[Stored data]
☆ ☆ ☆ ☆ ☆ ☆ ☆

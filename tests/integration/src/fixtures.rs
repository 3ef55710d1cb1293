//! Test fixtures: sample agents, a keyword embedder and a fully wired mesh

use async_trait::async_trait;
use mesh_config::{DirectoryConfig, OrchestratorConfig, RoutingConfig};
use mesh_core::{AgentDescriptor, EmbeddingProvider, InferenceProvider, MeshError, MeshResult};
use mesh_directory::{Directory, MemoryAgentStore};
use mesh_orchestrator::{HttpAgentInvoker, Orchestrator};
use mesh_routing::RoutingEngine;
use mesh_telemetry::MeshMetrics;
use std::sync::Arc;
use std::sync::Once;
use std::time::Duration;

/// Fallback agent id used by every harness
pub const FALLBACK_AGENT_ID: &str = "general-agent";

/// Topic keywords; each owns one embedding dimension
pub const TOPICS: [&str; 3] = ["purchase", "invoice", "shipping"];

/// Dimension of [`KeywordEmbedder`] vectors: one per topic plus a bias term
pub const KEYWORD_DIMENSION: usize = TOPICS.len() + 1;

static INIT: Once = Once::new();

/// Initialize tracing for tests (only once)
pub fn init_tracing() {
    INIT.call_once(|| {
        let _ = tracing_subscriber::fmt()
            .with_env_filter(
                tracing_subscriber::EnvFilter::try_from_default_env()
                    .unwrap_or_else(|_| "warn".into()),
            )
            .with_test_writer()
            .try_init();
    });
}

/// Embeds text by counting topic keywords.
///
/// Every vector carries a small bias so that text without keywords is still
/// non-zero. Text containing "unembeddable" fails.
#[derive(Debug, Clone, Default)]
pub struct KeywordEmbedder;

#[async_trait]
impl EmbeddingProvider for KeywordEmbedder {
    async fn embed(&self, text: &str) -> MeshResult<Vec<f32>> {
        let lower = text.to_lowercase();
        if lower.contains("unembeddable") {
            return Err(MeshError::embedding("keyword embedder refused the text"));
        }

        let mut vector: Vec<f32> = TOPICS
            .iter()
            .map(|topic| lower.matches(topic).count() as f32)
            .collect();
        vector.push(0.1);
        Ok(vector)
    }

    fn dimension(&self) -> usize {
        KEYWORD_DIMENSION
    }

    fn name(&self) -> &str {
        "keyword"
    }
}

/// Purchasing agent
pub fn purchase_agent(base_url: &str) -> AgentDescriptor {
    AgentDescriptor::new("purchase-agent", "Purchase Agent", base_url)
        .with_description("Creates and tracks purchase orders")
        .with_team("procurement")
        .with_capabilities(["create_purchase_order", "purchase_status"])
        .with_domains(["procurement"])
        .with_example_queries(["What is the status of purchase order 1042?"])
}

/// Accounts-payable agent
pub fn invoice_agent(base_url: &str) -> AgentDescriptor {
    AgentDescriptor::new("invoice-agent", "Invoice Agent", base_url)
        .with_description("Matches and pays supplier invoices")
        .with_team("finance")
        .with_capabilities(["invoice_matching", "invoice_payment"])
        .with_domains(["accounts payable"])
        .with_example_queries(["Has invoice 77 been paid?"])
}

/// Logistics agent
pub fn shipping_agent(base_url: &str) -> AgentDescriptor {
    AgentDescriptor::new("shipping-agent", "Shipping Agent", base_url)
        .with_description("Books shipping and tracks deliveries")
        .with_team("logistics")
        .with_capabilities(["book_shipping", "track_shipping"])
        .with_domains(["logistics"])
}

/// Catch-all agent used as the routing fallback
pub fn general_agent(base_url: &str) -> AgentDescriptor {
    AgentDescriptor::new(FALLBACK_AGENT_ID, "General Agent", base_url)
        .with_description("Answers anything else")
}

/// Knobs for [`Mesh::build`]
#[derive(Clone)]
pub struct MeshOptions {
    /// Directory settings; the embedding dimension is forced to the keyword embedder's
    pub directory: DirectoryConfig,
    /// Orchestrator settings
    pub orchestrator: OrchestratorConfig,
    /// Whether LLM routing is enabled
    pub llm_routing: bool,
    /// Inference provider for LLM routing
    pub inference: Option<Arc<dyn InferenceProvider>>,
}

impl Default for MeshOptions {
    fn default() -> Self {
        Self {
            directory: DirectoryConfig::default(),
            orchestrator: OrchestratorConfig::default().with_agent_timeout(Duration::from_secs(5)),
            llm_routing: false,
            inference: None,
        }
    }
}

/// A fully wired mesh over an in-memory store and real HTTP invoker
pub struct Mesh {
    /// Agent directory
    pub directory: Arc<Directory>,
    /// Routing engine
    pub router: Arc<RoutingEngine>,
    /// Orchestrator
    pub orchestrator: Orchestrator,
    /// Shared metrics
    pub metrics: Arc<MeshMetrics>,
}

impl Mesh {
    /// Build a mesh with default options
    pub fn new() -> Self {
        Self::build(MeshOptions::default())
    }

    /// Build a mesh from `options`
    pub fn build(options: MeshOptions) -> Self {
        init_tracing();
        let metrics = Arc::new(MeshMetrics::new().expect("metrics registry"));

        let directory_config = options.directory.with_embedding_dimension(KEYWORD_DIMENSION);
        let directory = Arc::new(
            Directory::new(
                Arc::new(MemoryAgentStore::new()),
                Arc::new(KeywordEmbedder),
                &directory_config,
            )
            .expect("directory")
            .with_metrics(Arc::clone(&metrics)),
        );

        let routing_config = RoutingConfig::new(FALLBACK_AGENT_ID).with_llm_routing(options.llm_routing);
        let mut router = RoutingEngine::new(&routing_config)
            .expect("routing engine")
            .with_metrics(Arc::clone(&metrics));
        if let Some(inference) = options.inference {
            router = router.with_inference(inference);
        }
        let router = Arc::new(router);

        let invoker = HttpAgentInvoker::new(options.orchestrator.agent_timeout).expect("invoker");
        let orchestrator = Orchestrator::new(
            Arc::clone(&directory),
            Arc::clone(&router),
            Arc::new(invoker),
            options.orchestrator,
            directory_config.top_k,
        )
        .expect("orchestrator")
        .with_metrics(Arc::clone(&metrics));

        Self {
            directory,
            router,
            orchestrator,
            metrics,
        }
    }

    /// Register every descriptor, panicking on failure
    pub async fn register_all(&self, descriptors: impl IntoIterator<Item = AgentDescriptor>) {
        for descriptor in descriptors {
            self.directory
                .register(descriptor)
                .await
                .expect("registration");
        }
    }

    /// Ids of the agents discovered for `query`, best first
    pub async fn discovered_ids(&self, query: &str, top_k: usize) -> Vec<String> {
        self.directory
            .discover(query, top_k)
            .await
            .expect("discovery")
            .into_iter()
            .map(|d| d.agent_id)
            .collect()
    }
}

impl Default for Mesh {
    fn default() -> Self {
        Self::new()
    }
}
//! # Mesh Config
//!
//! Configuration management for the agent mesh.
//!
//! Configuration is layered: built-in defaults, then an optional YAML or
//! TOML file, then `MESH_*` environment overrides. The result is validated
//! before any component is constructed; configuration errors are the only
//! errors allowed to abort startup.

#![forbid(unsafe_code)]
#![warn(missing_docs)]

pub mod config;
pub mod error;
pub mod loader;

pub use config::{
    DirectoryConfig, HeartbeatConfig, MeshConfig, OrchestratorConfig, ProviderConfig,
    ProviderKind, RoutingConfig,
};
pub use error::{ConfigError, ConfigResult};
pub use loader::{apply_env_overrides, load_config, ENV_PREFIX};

☆ ☆ ☆ ☆ ☆ ☆ ☆

Among the lines above, which hold the word "lower"? Report each one.

        let lower = text.to_lowercase();
        if lower.contains("unembeddable") {
            .map(|topic| lower.matches(topic).count() as f32)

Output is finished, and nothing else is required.